Literature DB >> 16434895

Ectopic prostatic tissue in the uterine cervix and vagina: report of a series with a detailed immunohistochemical analysis.

W Glenn McCluggage1, Raji Ganesan, Lynn Hirschowitz, Keith Miller, Terence P Rollason.   

Abstract

Prostatic tissue has rarely been described in the lower female genital tract. We describe 6 cases of ectopic prostatic tissue: 5 involving the cervix and 1 the vagina. The latter is the first reported example of benign prostatic tissue in the vagina. The age of the patients ranged from 21 to 65 years; and in all cases, the prostatic tissue was located within the cervical or vaginal stroma without involvement of the surface. In all cases, there were both glandular and squamous elements, which varied in prominence. In some cases, the squamous elements predominated to such an extent that the underlying glandular component was easily overlooked. In the glandular areas, a double cell layer of luminal and basal cells was focally apparent. There was little cytologic atypia or mitotic activity. Immunohistochemically, 3 of 6 cases were positive with prostate specific antigen (PSA) and all 6 cases marked with prostatic acid phosphatase (PSAP). In some of the positive cases, staining was focal. Positive staining with prostatic markers was confined to the glandular elements with no staining of the squamous areas. Immunohistochemical staining with the high molecular weight cytokeratin 34betaE12 highlighted the basal cell layer, which often extended into the center of the cellular islands, reminiscent of basal cell hyperplasia involving the prostate gland. All cases tested were CD10 positive (largely restricted to the basal cell layer), alpha-methylacyl-CoA racemase positive, and p16 negative. Estrogen receptor (ER) and progesterone receptor (PR) were negative in the glandular areas, but ER was positive in the squamous elements in all cases and PR was positive in 1 case. All cases tested were androgen receptor positive and exhibited a low MIB-1 proliferation index with only scattered positive nuclei. The presence of ectopic prostatic tissue in the lower female genital tract may be more common than is appreciated. Once the possibility is considered, the diagnosis is easily confirmed using immunohistochemistry, although staining with prostatic markers may be focal and PSA may be negative.
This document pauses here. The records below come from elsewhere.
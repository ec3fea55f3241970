use gamepulse_core::filters::fields::{
    CcuTier, ControllerSupport, MultiField, MultiMode, PublisherSize, RangeField, SteamDeck,
    TriStateField, VelocityTier,
};
use gamepulse_core::scale::parse_smart_value;
use gamepulse_core::{FilterCommand, FilterState, PresetGroup};
use leptos::prelude::*;

use super::{PresetBar, RangeFilter};
use crate::app::Dashboard;

#[component]
pub fn Sidebar() -> impl IntoView {
    view! {
        <aside class="sidebar">
            <Section title="Metrics">
                <RangeFilter field=RangeField::Ccu />
                <RangeFilter field=RangeField::Owners />
                <RangeFilter field=RangeField::Reviews />
                <RangeFilter field=RangeField::Score />
                <RangeFilter field=RangeField::Price />
                <RangeFilter field=RangeField::Playtime />
                <TriStateSelect field=TriStateField::IsFree />
                <TextFilter
                    label="Min discount %"
                    current=|s| s.min_discount.map(|d| d.to_string())
                    command=|text| FilterCommand::SetMinDiscount(text.trim().parse().ok())
                />
            </Section>

            <Section title="Growth">
                <PresetBar group=PresetGroup::Growth7d />
                <RangeFilter field=RangeField::Growth7d />
                <PresetBar group=PresetGroup::Growth30d />
                <RangeFilter field=RangeField::Growth30d />
                <PresetBar group=PresetGroup::Momentum />
                <RangeFilter field=RangeField::Momentum />
            </Section>

            <Section title="Sentiment">
                <PresetBar group=PresetGroup::SentimentDelta />
                <RangeFilter field=RangeField::SentimentDelta />
                {enum_select(
                    "Velocity",
                    VelocityTier::ALL,
                    VelocityTier::as_param,
                    VelocityTier::from_param,
                    |s| s.velocity_tier,
                    FilterCommand::SetVelocityTier,
                )}
            </Section>

            <Section title="Engagement">
                <RangeFilter field=RangeField::ActivePct />
                <RangeFilter field=RangeField::ReviewRate />
                <RangeFilter field=RangeField::ValueScore />
            </Section>

            <Section title="Content">
                <IdFilter facet=IdFacet::Multi(MultiField::Genres) />
                <IdFilter facet=IdFacet::Multi(MultiField::Tags) />
                <IdFilter facet=IdFacet::Categories />
                <TriStateSelect field=TriStateField::HasWorkshop />
            </Section>

            <Section title="Platform">
                <IdFilter facet=IdFacet::Multi(MultiField::Platforms) />
                {enum_select(
                    "Steam Deck",
                    SteamDeck::ALL,
                    SteamDeck::as_param,
                    SteamDeck::from_param,
                    |s| s.steam_deck,
                    FilterCommand::SetSteamDeck,
                )}
                {enum_select(
                    "Controller",
                    ControllerSupport::ALL,
                    ControllerSupport::as_param,
                    ControllerSupport::from_param,
                    |s| s.controller,
                    FilterCommand::SetController,
                )}
            </Section>

            <Section title="Release">
                <RangeFilter field=RangeField::Age />
                <RangeFilter field=RangeField::Hype />
                <TextFilter
                    label="Release year"
                    current=|s| s.release_year.map(|y| y.to_string())
                    command=|text| FilterCommand::SetReleaseYear(text.trim().parse().ok())
                />
                <TriStateSelect field=TriStateField::EarlyAccess />
            </Section>

            <Section title="Publisher">
                <TextFilter
                    label="Publisher"
                    current=|s| s.publisher_search.clone()
                    command=|text| FilterCommand::SetPublisherSearch(Some(text))
                />
                <TextFilter
                    label="Developer"
                    current=|s| s.developer_search.clone()
                    command=|text| FilterCommand::SetDeveloperSearch(Some(text))
                />
                <TriStateSelect field=TriStateField::SelfPublished />
                {enum_select(
                    "Publisher size",
                    PublisherSize::ALL,
                    PublisherSize::as_param,
                    PublisherSize::from_param,
                    |s| s.publisher_size,
                    FilterCommand::SetPublisherSize,
                )}
                <TextFilter
                    label="Min vs publisher avg"
                    current=|s| s.min_vs_publisher.map(|v| v.to_string())
                    command=|text| FilterCommand::SetMinVsPublisher(parse_smart_value(&text))
                />
            </Section>

            <Section title="Activity">
                {enum_select(
                    "CCU tier",
                    CcuTier::ALL,
                    CcuTier::as_param,
                    CcuTier::from_param,
                    |s| s.ccu_tier,
                    FilterCommand::SetCcuTier,
                )}
            </Section>
        </aside>
    }
}

#[component]
fn Section(title: &'static str, children: Children) -> impl IntoView {
    let (open, set_open) = signal(true);

    view! {
        <div class="sidebar-section">
            <h3 class="section-title" on:click=move |_| set_open.update(|o| *o = !*o)>
                {title}
            </h3>
            <div class="section-body" class:collapsed=move || !open.get()>
                {children()}
            </div>
        </div>
    }
}

// ============================================================================
// Simple controls
// ============================================================================

#[component]
fn TriStateSelect(field: TriStateField) -> impl IntoView {
    let dashboard = expect_context::<Dashboard>();

    let current = move || match dashboard.state.with(|s| s.tri_state(field)) {
        Some(true) => "yes",
        Some(false) => "no",
        None => "",
    };

    view! {
        <label class="filter-select">
            <span>{field.label()}</span>
            <select
                prop:value=current
                on:change=move |ev| {
                    let value = match event_target_value(&ev).as_str() {
                        "yes" => Some(true),
                        "no" => Some(false),
                        _ => None,
                    };
                    dashboard.dispatch(FilterCommand::SetTriState { field, value });
                }
            >
                <option value="">"Any"</option>
                <option value="yes">"Yes"</option>
                <option value="no">"No"</option>
            </select>
        </label>
    }
}

/// `<select>` over a closed value set plus "Any"
fn enum_select<T>(
    label: &'static str,
    options: &'static [T],
    as_param: fn(T) -> &'static str,
    from_param: fn(&str) -> Option<T>,
    current: fn(&FilterState) -> Option<T>,
    command: fn(Option<T>) -> FilterCommand,
) -> impl IntoView
where
    T: Copy + Send + Sync + 'static,
{
    let dashboard = expect_context::<Dashboard>();

    view! {
        <label class="filter-select">
            <span>{label}</span>
            <select
                prop:value=move || dashboard.state.with(|s| current(s).map(as_param).unwrap_or(""))
                on:change=move |ev| dashboard.dispatch(command(from_param(&event_target_value(&ev))))
            >
                <option value="">"Any"</option>
                {options
                    .iter()
                    .map(|option| {
                        let value = as_param(*option);
                        view! { <option value=value>{value}</option> }
                    })
                    .collect_view()}
            </select>
        </label>
    }
}

/// Free-form input committed on change (blur or Enter). An empty box clears
/// the filter.
#[component]
fn TextFilter(
    label: &'static str,
    current: fn(&FilterState) -> Option<String>,
    command: fn(String) -> FilterCommand,
) -> impl IntoView {
    let dashboard = expect_context::<Dashboard>();

    view! {
        <label class="filter-input">
            <span>{label}</span>
            <input
                type="text"
                prop:value=move || dashboard.state.with(|s| current(s).unwrap_or_default())
                on:change=move |ev| dashboard.dispatch(command(event_target_value(&ev)))
            />
        </label>
    }
}

// ============================================================================
// Id lists
// ============================================================================

#[derive(Debug, Clone, Copy, PartialEq)]
enum IdFacet {
    Multi(MultiField),
    Categories,
}

impl IdFacet {
    fn label(self) -> &'static str {
        match self {
            IdFacet::Multi(MultiField::Genres) => "Genres",
            IdFacet::Multi(MultiField::Tags) => "Tags",
            IdFacet::Multi(MultiField::Platforms) => "Platforms",
            IdFacet::Categories => "Categories",
        }
    }

    fn ids(self, state: &FilterState) -> Vec<u32> {
        match self {
            IdFacet::Multi(field) => state.multi(field).ids.clone(),
            IdFacet::Categories => state.categories.clone(),
        }
    }

    fn toggle(self, id: u32) -> FilterCommand {
        match self {
            IdFacet::Multi(field) => FilterCommand::ToggleMultiId { field, id },
            IdFacet::Categories => FilterCommand::ToggleCategory(id),
        }
    }
}

/// Selected ids as removable chips, an input to add one, and the any/all
/// combinator for facets that have it.
#[component]
fn IdFilter(facet: IdFacet) -> impl IntoView {
    let dashboard = expect_context::<Dashboard>();
    let ids = move || dashboard.state.with(|s| facet.ids(s));

    let mode_toggle = match facet {
        IdFacet::Multi(field) => {
            let mode = move || dashboard.state.with(|s| s.multi(field).mode);
            Some(view! {
                <div class="mode-toggle">
                    <button
                        class:active=move || mode() == MultiMode::Any
                        on:click=move |_| dashboard.dispatch(FilterCommand::SetMultiMode { field, mode: MultiMode::Any })
                    >
                        "Any"
                    </button>
                    <button
                        class:active=move || mode() == MultiMode::All
                        on:click=move |_| dashboard.dispatch(FilterCommand::SetMultiMode { field, mode: MultiMode::All })
                    >
                        "All"
                    </button>
                </div>
            })
        }
        IdFacet::Categories => None,
    };

    view! {
        <div class="id-filter">
            <div class="id-filter-header">
                <span>{facet.label()}</span>
                {mode_toggle}
            </div>
            <div class="id-chips">
                <For
                    each=ids
                    key=|id| *id
                    children=move |id| {
                        view! {
                            <span class="id-chip">
                                {id}
                                <button class="chip-remove" on:click=move |_| dashboard.dispatch(facet.toggle(id))>
                                    "×"
                                </button>
                            </span>
                        }
                    }
                />
            </div>
            <input
                type="text"
                class="id-add"
                placeholder="Add id"
                on:change=move |ev| {
                    let text = event_target_value(&ev);
                    if let Ok(id) = text.trim().parse::<u32>() {
                        if !dashboard.state.with_untracked(|s| facet.ids(s).contains(&id)) {
                            dashboard.dispatch(facet.toggle(id));
                        }
                    }
                    event_target::<web_sys::HtmlInputElement>(&ev).set_value("");
                }
            />
        </div>
    }
}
Ectopic prostatic tissue in the lower female genital tract is almost certainly a benign condition, based on the morphology, including the presence of a double cell layer, although follow-up of larger numbers of cases is required. Possible theories of histogenesis include a developmental anomaly, metaplasia of preexisting endocervical glands, and derivation from mesonephric remnants.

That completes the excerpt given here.